Margaret: I know. Do you have the rescue squad on alert?
Craig: We have had a very, very unusual season here in Hendersonville. And so this is my third, and this was by far the most challenging, and I chalk it all up to mother nature who was just not as beneficent with me as she was the last two years.
Margaret: Right. The weather, the weather.
Margaret: So really selfishly, I wanted to talk to you to commiserate, as we just started to do, because I could tell on your Instagram that even with your expertise and all your years of experience growing tomatoes, ambitiously growing tomatoes, and breeding tomatoes and writing books about tomatoes, you’re still facing issues and even growing in straw bales.
Craig: Yeah. And there’s some mysteries that have popped up this year that I needed to investigate more fully, such as why are plants that are planted in virgin straw bales coming down with Fusarium wilt of all things [above; photo by Craig]. Because fusarium is typically something that builds up in garden soil over years. So was it seed-borne, is there in fact an insect vector? So lots of things…
Well, as you know, with every garden we have, there are mysteries to unwind and things to think about for the next year. But as you also can tell from my Instagram, there is no non-fun garden for the most part. You just roll with it and learn things and there’s always tomatoes to eat. So it’s been a really good year.
Margaret: Yeah. I loved on Instagram on your account, when you put a picture of your straw bales and what you just said, even though they were in this supposedly sterile medium or clean medium, not in soil with spores splashing up and so forth, that they were having trouble. And as a comment to that picture, to that post, one commenter said, “that picture looks a lot like my yard, yellow, wilty, and still throwing out great tomatoes. A year in the life.” And I thought that person, they know [laughter].

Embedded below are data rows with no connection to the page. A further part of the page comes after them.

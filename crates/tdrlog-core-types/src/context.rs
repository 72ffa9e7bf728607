//! Request-scoped context carried into every log call
//!
//! A `RequestContext` holds the identity of the request being served
//! (trace id, source address, port, path). Values can be stored under a
//! typed [`ContextKey`] or, for callers that predate the typed keys, under
//! a plain string key with the same name.

use std::collections::HashMap;

use serde::{Deserialize, Serialize};
use uuid::Uuid;

/// Trace identifier propagated across service boundaries
#[derive(Debug, Clone, PartialEq, Eq, Hash, Serialize, Deserialize)]
pub struct TraceId(String);

impl TraceId {
    /// Generate a new random TraceId using UUIDv7
    pub fn new() -> Self {
        Self(Uuid::now_v7().to_string())
    }

    /// Get the string representation
    pub fn as_str(&self) -> &str {
        &self.0
    }

    /// Consume the id and return the inner string
    pub fn into_string(self) -> String {
        self.0
    }
}

impl Default for TraceId {
    fn default() -> Self {
        Self::new()
    }
}

impl std::fmt::Display for TraceId {
    fn fmt(&self, f: &mut std::fmt::Formatter<'_>) -> std::fmt::Result {
        write!(f, "{}", self.0)
    }
}

impl From<&str> for TraceId {
    fn from(s: &str) -> Self {
        Self(s.to_string())
    }
}

impl From<String> for TraceId {
    fn from(s: String) -> Self {
        Self(s)
    }
}

/// Typed keys for the request identity slots
#[derive(Debug, Clone, Copy, PartialEq, Eq, Hash)]
pub enum ContextKey {
    TraceId,
    SrcIp,
    Port,
    Path,
}

impl ContextKey {
    /// Canonical name of the key; also the legacy string key for the same slot
    pub fn name(&self) -> &'static str {
        match self {
            ContextKey::TraceId => crate::schema::FIELD_TRACE_ID,
            ContextKey::SrcIp => crate::schema::FIELD_SRC_IP,
            ContextKey::Port => crate::schema::FIELD_PORT,
            ContextKey::Path => crate::schema::FIELD_PATH,
        }
    }
}

/// Read-only key/value carrier for one request
///
/// Builder methods consume and return the context so a handler can
/// derive a richer context without touching the caller's copy.
#[derive(Debug, Clone, Default)]
pub struct RequestContext {
    typed: HashMap<ContextKey, String>,
    legacy: HashMap<String, String>,
}

impl RequestContext {
    /// Create an empty context
    pub fn new() -> Self {
        Self::default()
    }

    /// Create a context carrying a freshly generated trace id
    pub fn traced() -> Self {
        Self::new().with_trace_id(TraceId::new())
    }

    /// Store a trace id under the typed key
    pub fn with_trace_id(self, trace_id: impl Into<TraceId>) -> Self {
        self.with_typed(ContextKey::TraceId, trace_id.into().into_string())
    }

    /// Store the source IP under the typed key
    pub fn with_src_ip(self, src_ip: impl Into<String>) -> Self {
        self.with_typed(ContextKey::SrcIp, src_ip)
    }

    /// Store the port under the typed key
    pub fn with_port(self, port: impl Into<String>) -> Self {
        self.with_typed(ContextKey::Port, port)
    }

    /// Store the request path under the typed key
    pub fn with_path(self, path: impl Into<String>) -> Self {
        self.with_typed(ContextKey::Path, path)
    }

    /// Store a value under a typed key
    pub fn with_typed(mut self, key: ContextKey, value: impl Into<String>) -> Self {
        self.typed.insert(key, value.into());
        self
    }

    /// Store a value under a plain string key (legacy callers)
    pub fn with_value(mut self, key: impl Into<String>, value: impl Into<String>) -> Self {
        self.legacy.insert(key.into(), value.into());
        self
    }

    /// Look up a typed entry
    pub fn typed(&self, key: ContextKey) -> Option<&str> {
        self.typed.get(&key).map(String::as_str)
    }

    /// Look up a plain string entry
    pub fn legacy(&self, key: &str) -> Option<&str> {
        self.legacy.get(key).map(String::as_str)
    }

    /// Trace id stored under the typed key
    pub fn trace_id(&self) -> Option<&str> {
        self.typed(ContextKey::TraceId)
    }

    /// Source IP stored under the typed key
    pub fn src_ip(&self) -> Option<&str> {
        self.typed(ContextKey::SrcIp)
    }

    /// Port stored under the typed key
    pub fn port(&self) -> Option<&str> {
        self.typed(ContextKey::Port)
    }

    /// Path stored under the typed key
    pub fn path(&self) -> Option<&str> {
        self.typed(ContextKey::Path)
    }
}

#[cfg(test)]
mod tests {
    use super::*;

    #[test]
    fn test_trace_id_generation() {
        let id1 = TraceId::new();
        let id2 = TraceId::new();

        assert_ne!(id1, id2);
        assert!(!id1.as_str().is_empty());
    }

    #[test]
    fn test_trace_id_display() {
        let id = TraceId::new();
        assert_eq!(format!("{}", id), id.as_str());
    }

    #[test]
    fn test_typed_getters() {
        let ctx = RequestContext::new()
            .with_trace_id("trace-123")
            .with_src_ip("192.168.1.1")
            .with_port("8080")
            .with_path("/test");

        assert_eq!(ctx.trace_id(), Some("trace-123"));
        assert_eq!(ctx.src_ip(), Some("192.168.1.1"));
        assert_eq!(ctx.port(), Some("8080"));
        assert_eq!(ctx.path(), Some("/test"));
    }

    #[test]
    fn test_legacy_values_are_not_typed() {
        let ctx = RequestContext::new().with_value("traceId", "trace-456");

        assert_eq!(ctx.trace_id(), None);
        assert_eq!(ctx.legacy("traceId"), Some("trace-456"));
    }

    #[test]
    fn test_builder_leaves_original_untouched() {
        let base = RequestContext::new().with_trace_id("t1");
        let derived = base.clone().with_path("/child");

        assert_eq!(base.path(), None);
        assert_eq!(derived.path(), Some("/child"));
        assert_eq!(derived.trace_id(), Some("t1"));
    }

    #[test]
    fn test_traced_context_has_trace_id() {
        let ctx = RequestContext::traced();
        assert!(ctx.trace_id().is_some_and(|t| !t.is_empty()));
    }

    #[test]
    fn test_context_key_names() {
        assert_eq!(ContextKey::TraceId.name(), "traceId");
        assert_eq!(ContextKey::SrcIp.name(), "srcIP");
        assert_eq!(ContextKey::Port.name(), "port");
        assert_eq!(ContextKey::Path.name(), "path");
    }

    #[test]
    fn test_trace_id_serialization() {
        let id = TraceId::from("trace-789");
        let json = serde_json::to_string(&id).unwrap();
        assert_eq!(json, "\"trace-789\"");
        let back: TraceId = serde_json::from_str(&json).unwrap();
        assert_eq!(back, id);
    }
}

Craig: Well, one of the things I’ve found useful and comforting is to just share what’s happening and not gloss it over, and pretend that it’s not happening. I’ve been gardening 40 years. And I kind of have this thing that I think that in any 10-year period, maybe two gardens will be spectacular. Three or four gardens will be pretty good. And then you’re going to get those one, two, or three mystifying defeats for the most part, and almost always it’s due to weather.
And of course weather influences the onset of diseases and the presence of diseases and the different types of critters that come in. So it’s a very complex system with lots of variables that you and I and others get to have for our sandbox.

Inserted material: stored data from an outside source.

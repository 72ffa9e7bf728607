//! Encoding sink over any `io::Write`
//!
//! Records are encoded one per line. Fields are written one by one rather
//! than collected into a map, so duplicate keys survive in emission order.

use std::io::Write;
use std::sync::Mutex;

use chrono::{SecondsFormat, Utc};
use tdrlog_core_types::schema::{KEY_LEVEL, KEY_MESSAGE, KEY_TIMESTAMP};
use tdrlog_errors::{LogError, Result};

use super::Sink;
use crate::field::Field;
use crate::level::Level;
use crate::record::LogRecord;

/// Line format of a [`WriterSink`]
#[derive(Debug, Clone, Copy, PartialEq, Eq)]
pub enum Encoding {
    /// One JSON object per line
    Json,
    /// `timestamp<TAB>LEVEL<TAB>message<TAB>{fields}` for interactive reading
    Console,
}

/// Level-filtered sink encoding records onto a writer
pub struct WriterSink<W> {
    writer: Mutex<W>,
    encoding: Encoding,
    min_level: Level,
}

impl<W: Write + Send> WriterSink<W> {
    pub fn new(writer: W, encoding: Encoding, min_level: Level) -> Self {
        Self {
            writer: Mutex::new(writer),
            encoding,
            min_level,
        }
    }

    pub fn json(writer: W, min_level: Level) -> Self {
        Self::new(writer, Encoding::Json, min_level)
    }

    pub fn console(writer: W, min_level: Level) -> Self {
        Self::new(writer, Encoding::Console, min_level)
    }

    pub fn min_level(&self) -> Level {
        self.min_level
    }

    fn lock(&self) -> Result<std::sync::MutexGuard<'_, W>> {
        self.writer
            .lock()
            .map_err(|e| std::io::Error::other(format!("sink lock poisoned: {e}")).into())
    }
}

impl<W: Write + Send> Sink for WriterSink<W> {
    fn write(&self, record: &LogRecord, baseline: &[Field]) -> Result<()> {
        if record.level < self.min_level {
            return Ok(());
        }
        let line = encode(self.encoding, &timestamp(), record, baseline)?;
        let mut writer = self.lock()?;
        writer.write_all(&line)?;
        Ok(())
    }

    fn flush(&self) -> Result<()> {
        self.lock()?.flush()?;
        Ok(())
    }
}

fn timestamp() -> String {
    Utc::now().to_rfc3339_opts(SecondsFormat::Secs, true)
}

/// Encode one record, newline included
pub fn encode(
    encoding: Encoding,
    timestamp: &str,
    record: &LogRecord,
    baseline: &[Field],
) -> Result<Vec<u8>> {
    let mut out = Vec::with_capacity(256);
    match encoding {
        Encoding::Json => {
            out.push(b'{');
            write_entry(&mut out, KEY_TIMESTAMP, &timestamp.into())?;
            out.push(b',');
            write_entry(&mut out, KEY_LEVEL, &record.level.as_str().into())?;
            out.push(b',');
            write_entry(&mut out, KEY_MESSAGE, &record.message.as_str().into())?;
            for field in baseline.iter().chain(&record.fields) {
                out.push(b',');
                write_entry(&mut out, &field.key, &field.value)?;
            }
            out.push(b'}');
        }
        Encoding::Console => {
            write!(
                out,
                "{timestamp}\t{}\t{}",
                record.level.as_str(),
                record.message
            )?;
            if !baseline.is_empty() || !record.fields.is_empty() {
                out.push(b'\t');
                write_object(&mut out, baseline.iter().chain(&record.fields))?;
            }
        }
    }
    out.push(b'\n');
    Ok(out)
}

fn write_object<'a>(out: &mut Vec<u8>, fields: impl Iterator<Item = &'a Field>) -> Result<()> {
    out.push(b'{');
    for (i, field) in fields.enumerate() {
        if i > 0 {
            out.push(b',');
        }
        write_entry(out, &field.key, &field.value)?;
    }
    out.push(b'}');
    Ok(())
}

fn write_entry(out: &mut Vec<u8>, key: &str, value: &serde_json::Value) -> Result<()> {
    serde_json::to_writer(&mut *out, key).map_err(LogError::from)?;
    out.push(b':');
    serde_json::to_writer(&mut *out, value).map_err(LogError::from)?;
    Ok(())
}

Margaret: Yeah. Are there some tactics that (like growing in straw bales, which is one that has generally been a big advantage for you, a tactical decision that has benefited your harvests and healthier plants and all that stuff)… Are there other things right now, when you start to see troubles, do you fastidiously remove discolored foliage? Do you know what I mean? Do you have other tactics that are the must things?
Craig: Yeah. So there’s the ideal and the must, and there is a direct dependency on your energy level that day and how many tomatoes you’ve already eaten. So what I find is the enthusiasm to get every spotted leaf and yellow leaf, etc., off the plant, is really a high priority early in the season. And then the days get into the 90s and you’ve already canned so many different quarts. And so you leave some of those leaves on and you may not feed as often as you wish.

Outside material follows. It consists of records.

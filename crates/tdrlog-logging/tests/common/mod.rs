use std::fs;
use std::path::Path;

use serde_json::Value;
use tdrlog_errors::{LogError, Result};
use tdrlog_logging::field::Field;
use tdrlog_logging::record::LogRecord;
use tdrlog_logging::sink::Sink;
use tdrlog_logging::{Config, Environment};

/// Configuration writing both logs into `dir`
///
/// The version file points at a path that does not exist so the
/// configured version is used.
#[allow(dead_code)]
pub fn test_config(dir: &Path) -> Config {
    Config {
        app: "testapp".to_string(),
        app_ver: "1.0.0".to_string(),
        env: Environment::Development,
        file_location: dir.to_path_buf(),
        file_tdr_location: None,
        file_max_size: 10,
        file_max_backup: 3,
        file_max_age: 7,
        stdout: false,
        log_level: None,
        version_file_path: Some(dir.join("no-version.txt")),
    }
}

/// Parse every line of a JSON-lines log file
#[allow(dead_code)]
pub fn read_json_lines(path: &Path) -> Vec<Value> {
    fs::read_to_string(path)
        .unwrap()
        .lines()
        .filter(|l| !l.is_empty())
        .map(|l| serde_json::from_str(l).unwrap())
        .collect()
}

/// Sink whose every operation fails
#[allow(dead_code)]
pub struct FailingSink;

impl Sink for FailingSink {
    fn write(&self, _record: &LogRecord, _baseline: &[Field]) -> Result<()> {
        Err(std::io::Error::other("disk full").into())
    }

    fn flush(&self) -> Result<()> {
        Err(LogError::Io(std::io::Error::other("disk full")))
    }
}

And what happens is the plants say, “Well, thanks a lot, Craig,” [laughter] and they do what they do, which is the disease spreads quickly. So for things like Septoria leaf spot, which are the small brown spots that start on the lower leaves and it’s just all around us. Septoria affects all of the tomato plant family, even the weeds, the jimsonweeds and such. So it’s hard to avoid it.
And it’s hard to avoid early blight, because that’s in garden refuse that you may not clean up, and in plants all around us. That blows in. And I had the perfect storm this year, like many have in the country, of conditions that lead to that, which is lots of 3 or 4 or 5 o’clock thunderstorms, which means you have foliage that is staying wet all night. And those spores, as soon as it comes down, are floating around and getting onto the leaves.
So really, appropriate spacing, making sure your plants are stress-free, plenty of watering, plenty of feeding when they need it. And then just being really vigilant to remove those for first signs.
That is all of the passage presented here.